_TASK REQUIREMENTS_
Within the data below, count the lines that include the word "crate". Provide the number and nothing further.

[[ RECORD EXCERPTS, beginning ]]

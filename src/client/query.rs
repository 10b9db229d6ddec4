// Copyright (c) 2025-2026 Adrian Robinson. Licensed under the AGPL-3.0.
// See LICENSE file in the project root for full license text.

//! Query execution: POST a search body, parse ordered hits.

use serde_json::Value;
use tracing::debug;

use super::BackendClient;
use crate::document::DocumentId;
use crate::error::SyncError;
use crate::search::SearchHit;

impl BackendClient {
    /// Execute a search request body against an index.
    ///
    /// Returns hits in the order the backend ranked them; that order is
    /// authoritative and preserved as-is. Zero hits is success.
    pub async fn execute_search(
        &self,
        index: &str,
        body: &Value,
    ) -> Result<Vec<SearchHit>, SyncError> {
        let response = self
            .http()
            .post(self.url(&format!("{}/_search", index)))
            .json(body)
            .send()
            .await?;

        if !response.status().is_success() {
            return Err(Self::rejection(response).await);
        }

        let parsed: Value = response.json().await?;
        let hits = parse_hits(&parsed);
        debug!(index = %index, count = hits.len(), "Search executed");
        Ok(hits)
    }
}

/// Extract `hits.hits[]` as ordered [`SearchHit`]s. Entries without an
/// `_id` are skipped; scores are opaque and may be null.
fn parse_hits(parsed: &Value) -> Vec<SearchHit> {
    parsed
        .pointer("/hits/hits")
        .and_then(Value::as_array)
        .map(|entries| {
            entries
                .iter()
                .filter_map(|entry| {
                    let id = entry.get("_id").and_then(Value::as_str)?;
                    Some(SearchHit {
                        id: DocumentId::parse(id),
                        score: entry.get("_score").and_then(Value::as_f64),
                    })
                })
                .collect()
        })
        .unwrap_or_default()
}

[[ RECORD EXCERPTS, end ]]
[[ RECORD EXCERPTS, beginning ]]

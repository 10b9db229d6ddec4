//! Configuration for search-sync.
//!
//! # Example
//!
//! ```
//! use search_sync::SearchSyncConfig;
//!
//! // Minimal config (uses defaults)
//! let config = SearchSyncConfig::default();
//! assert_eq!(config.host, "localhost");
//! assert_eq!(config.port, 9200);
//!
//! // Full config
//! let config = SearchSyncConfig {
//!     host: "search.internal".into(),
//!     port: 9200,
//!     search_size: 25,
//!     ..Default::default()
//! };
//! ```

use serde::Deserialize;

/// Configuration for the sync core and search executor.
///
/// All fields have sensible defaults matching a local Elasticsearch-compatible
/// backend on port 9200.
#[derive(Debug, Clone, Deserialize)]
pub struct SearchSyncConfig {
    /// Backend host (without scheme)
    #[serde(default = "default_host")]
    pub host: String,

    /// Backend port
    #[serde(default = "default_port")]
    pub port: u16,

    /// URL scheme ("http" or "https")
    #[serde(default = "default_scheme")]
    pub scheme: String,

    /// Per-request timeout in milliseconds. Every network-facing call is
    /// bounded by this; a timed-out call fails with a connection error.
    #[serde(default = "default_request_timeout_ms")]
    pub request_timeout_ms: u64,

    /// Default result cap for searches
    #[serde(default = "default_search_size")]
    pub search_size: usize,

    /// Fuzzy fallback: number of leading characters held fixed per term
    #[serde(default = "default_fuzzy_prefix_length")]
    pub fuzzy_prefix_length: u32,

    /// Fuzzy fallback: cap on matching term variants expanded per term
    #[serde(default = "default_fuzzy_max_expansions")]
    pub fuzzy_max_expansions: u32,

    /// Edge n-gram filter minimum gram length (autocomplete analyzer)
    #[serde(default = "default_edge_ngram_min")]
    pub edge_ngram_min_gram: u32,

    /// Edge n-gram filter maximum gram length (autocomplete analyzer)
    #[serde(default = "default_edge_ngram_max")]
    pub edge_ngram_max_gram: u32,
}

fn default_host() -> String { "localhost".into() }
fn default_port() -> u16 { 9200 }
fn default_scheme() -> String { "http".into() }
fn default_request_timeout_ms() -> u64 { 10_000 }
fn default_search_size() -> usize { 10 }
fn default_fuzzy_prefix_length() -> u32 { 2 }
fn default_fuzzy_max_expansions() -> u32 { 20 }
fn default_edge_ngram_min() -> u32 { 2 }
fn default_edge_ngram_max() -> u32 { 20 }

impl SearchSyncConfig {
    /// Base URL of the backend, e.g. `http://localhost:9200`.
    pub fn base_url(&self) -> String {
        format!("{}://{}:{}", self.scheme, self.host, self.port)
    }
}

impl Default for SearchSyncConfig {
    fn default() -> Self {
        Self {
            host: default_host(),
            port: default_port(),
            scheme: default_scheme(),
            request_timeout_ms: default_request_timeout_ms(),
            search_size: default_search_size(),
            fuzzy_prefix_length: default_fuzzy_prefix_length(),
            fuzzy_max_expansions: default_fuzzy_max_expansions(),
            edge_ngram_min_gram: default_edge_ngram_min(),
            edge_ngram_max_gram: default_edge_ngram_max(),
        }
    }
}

[[ RECORD EXCERPTS, end ]]
[[ RECORD EXCERPTS, beginning ]]

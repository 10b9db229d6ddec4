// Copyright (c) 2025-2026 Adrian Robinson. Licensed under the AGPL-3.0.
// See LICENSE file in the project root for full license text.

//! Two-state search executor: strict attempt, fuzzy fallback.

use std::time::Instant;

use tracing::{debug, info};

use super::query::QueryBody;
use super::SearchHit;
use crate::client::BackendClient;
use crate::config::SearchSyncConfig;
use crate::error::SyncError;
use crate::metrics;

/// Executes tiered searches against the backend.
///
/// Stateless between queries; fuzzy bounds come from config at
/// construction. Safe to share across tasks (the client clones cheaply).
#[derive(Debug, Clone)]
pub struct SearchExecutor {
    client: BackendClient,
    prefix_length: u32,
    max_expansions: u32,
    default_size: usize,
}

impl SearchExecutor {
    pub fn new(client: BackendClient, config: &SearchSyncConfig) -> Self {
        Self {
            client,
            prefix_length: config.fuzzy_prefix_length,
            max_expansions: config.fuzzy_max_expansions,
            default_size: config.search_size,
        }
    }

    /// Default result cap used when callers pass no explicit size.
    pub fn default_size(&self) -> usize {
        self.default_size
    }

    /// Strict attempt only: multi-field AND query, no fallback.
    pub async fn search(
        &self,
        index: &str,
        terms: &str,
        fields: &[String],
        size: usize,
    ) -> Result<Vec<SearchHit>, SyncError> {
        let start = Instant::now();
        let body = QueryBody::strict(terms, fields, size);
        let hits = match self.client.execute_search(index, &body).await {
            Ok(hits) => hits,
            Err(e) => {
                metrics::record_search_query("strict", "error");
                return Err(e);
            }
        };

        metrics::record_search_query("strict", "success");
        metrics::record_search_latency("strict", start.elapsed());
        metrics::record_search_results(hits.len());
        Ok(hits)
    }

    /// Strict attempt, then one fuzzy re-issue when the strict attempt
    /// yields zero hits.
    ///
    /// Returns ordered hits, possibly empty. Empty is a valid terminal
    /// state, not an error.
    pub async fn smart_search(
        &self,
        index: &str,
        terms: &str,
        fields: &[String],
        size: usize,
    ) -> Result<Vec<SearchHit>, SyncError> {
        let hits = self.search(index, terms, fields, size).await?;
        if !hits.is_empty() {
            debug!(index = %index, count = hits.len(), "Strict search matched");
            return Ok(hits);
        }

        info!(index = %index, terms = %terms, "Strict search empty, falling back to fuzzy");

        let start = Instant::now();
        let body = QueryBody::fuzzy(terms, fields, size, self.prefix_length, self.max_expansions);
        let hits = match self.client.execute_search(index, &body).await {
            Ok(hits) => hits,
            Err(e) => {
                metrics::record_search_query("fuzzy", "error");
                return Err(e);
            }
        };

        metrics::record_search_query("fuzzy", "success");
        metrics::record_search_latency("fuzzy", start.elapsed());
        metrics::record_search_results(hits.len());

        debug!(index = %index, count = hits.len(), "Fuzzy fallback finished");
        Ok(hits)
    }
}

[[ RECORD EXCERPTS, end ]]

_RESULT BELOW_
7